**WORK ITEM:** Nothing but a number is expected: the count of lines in the data below that include "None".

- Opening Delimiter -

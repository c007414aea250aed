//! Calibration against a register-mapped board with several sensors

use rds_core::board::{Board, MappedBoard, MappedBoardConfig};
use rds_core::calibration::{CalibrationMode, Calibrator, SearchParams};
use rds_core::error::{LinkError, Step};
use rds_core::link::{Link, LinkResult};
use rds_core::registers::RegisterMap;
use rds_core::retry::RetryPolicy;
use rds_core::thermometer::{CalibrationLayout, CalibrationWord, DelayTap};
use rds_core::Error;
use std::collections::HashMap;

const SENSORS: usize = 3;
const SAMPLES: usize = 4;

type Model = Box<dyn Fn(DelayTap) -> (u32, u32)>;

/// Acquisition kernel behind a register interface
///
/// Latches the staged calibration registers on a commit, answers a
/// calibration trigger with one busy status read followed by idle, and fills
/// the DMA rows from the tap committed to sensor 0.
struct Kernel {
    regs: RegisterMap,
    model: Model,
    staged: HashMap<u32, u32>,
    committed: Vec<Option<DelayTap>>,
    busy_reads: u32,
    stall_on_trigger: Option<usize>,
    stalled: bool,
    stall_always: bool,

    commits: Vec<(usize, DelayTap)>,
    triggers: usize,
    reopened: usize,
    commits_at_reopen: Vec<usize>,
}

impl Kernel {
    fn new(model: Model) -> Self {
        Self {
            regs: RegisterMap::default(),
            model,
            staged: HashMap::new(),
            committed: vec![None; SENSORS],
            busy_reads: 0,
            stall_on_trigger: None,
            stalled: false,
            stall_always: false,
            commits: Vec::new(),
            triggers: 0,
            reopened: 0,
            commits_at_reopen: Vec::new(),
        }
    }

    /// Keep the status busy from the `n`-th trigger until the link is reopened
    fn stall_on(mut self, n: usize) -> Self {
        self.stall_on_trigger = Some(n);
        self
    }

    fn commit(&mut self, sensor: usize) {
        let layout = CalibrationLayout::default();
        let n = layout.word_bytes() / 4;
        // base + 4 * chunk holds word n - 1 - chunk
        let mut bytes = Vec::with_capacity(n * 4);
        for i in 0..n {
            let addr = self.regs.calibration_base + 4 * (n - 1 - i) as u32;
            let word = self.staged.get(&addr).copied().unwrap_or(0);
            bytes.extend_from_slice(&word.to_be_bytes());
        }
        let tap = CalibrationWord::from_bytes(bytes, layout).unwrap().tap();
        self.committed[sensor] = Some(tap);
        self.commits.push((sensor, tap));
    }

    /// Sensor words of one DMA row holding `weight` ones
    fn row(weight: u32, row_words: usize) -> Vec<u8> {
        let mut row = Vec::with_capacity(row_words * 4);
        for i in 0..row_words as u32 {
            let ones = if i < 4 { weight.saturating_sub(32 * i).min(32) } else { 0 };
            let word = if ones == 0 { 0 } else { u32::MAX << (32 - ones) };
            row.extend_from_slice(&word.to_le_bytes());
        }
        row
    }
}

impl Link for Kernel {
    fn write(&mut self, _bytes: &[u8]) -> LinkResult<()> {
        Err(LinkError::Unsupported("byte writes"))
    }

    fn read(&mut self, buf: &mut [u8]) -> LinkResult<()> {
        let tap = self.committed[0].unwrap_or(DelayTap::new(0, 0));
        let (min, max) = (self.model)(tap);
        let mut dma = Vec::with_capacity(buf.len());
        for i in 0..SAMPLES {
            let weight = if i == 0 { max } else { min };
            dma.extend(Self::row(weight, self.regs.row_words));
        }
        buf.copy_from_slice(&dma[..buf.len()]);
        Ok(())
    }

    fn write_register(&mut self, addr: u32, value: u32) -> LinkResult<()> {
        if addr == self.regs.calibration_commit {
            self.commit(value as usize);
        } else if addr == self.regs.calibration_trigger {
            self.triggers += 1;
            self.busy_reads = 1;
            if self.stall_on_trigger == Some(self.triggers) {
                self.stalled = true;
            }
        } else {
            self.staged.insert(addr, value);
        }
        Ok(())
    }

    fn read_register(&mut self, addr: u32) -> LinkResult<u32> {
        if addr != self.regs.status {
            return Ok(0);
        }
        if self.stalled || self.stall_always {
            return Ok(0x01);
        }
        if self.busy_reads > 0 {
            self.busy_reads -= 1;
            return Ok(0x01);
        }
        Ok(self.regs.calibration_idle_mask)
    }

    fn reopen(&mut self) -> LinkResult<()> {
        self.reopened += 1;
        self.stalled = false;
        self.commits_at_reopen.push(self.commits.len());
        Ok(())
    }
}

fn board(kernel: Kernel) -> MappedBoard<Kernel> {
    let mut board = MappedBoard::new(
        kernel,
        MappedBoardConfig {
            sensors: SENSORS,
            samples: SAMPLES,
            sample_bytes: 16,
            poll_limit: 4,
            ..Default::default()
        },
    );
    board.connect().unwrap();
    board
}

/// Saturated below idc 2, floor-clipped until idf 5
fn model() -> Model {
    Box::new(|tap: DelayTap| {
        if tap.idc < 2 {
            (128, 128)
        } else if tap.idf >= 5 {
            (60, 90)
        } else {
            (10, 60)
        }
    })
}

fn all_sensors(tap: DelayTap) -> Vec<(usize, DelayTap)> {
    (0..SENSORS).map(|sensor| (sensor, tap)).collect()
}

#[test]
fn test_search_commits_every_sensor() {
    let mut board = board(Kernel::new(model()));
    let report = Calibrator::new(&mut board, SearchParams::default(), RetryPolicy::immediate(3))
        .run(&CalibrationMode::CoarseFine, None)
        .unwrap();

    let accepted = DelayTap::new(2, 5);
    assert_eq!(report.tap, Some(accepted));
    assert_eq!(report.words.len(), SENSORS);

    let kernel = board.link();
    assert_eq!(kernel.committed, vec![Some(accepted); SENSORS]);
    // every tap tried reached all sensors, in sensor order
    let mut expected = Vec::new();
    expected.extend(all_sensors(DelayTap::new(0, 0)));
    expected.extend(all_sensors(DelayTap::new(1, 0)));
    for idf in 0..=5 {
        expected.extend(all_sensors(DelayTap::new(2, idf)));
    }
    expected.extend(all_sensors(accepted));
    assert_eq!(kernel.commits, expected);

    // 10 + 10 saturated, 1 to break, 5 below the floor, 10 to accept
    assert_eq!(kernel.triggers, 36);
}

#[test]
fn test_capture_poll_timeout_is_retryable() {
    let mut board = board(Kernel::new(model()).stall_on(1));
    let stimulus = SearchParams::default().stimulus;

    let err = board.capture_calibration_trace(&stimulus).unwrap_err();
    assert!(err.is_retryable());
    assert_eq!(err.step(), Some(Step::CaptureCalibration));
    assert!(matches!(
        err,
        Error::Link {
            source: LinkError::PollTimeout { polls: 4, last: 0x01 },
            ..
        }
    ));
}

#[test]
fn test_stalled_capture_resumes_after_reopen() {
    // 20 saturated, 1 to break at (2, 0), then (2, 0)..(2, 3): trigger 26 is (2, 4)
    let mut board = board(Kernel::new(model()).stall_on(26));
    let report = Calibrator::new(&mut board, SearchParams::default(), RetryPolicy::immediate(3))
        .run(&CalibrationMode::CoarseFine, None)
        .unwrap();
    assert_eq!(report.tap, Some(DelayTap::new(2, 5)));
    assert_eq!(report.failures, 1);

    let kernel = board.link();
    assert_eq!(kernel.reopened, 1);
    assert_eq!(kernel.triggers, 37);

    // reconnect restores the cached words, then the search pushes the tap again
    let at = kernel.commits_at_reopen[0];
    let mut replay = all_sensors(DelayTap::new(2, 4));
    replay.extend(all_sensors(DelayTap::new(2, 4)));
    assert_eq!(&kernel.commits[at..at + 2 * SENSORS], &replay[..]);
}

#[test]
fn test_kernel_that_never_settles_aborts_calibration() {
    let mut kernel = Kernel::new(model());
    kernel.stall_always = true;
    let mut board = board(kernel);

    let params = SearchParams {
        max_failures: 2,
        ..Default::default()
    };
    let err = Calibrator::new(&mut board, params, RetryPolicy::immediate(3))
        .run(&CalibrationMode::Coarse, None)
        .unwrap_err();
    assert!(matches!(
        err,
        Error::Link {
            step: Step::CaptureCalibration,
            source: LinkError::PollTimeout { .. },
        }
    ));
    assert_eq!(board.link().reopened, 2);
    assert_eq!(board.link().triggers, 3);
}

- Closing Delimiter -

**RESPONSE TO THIS TASK:** 5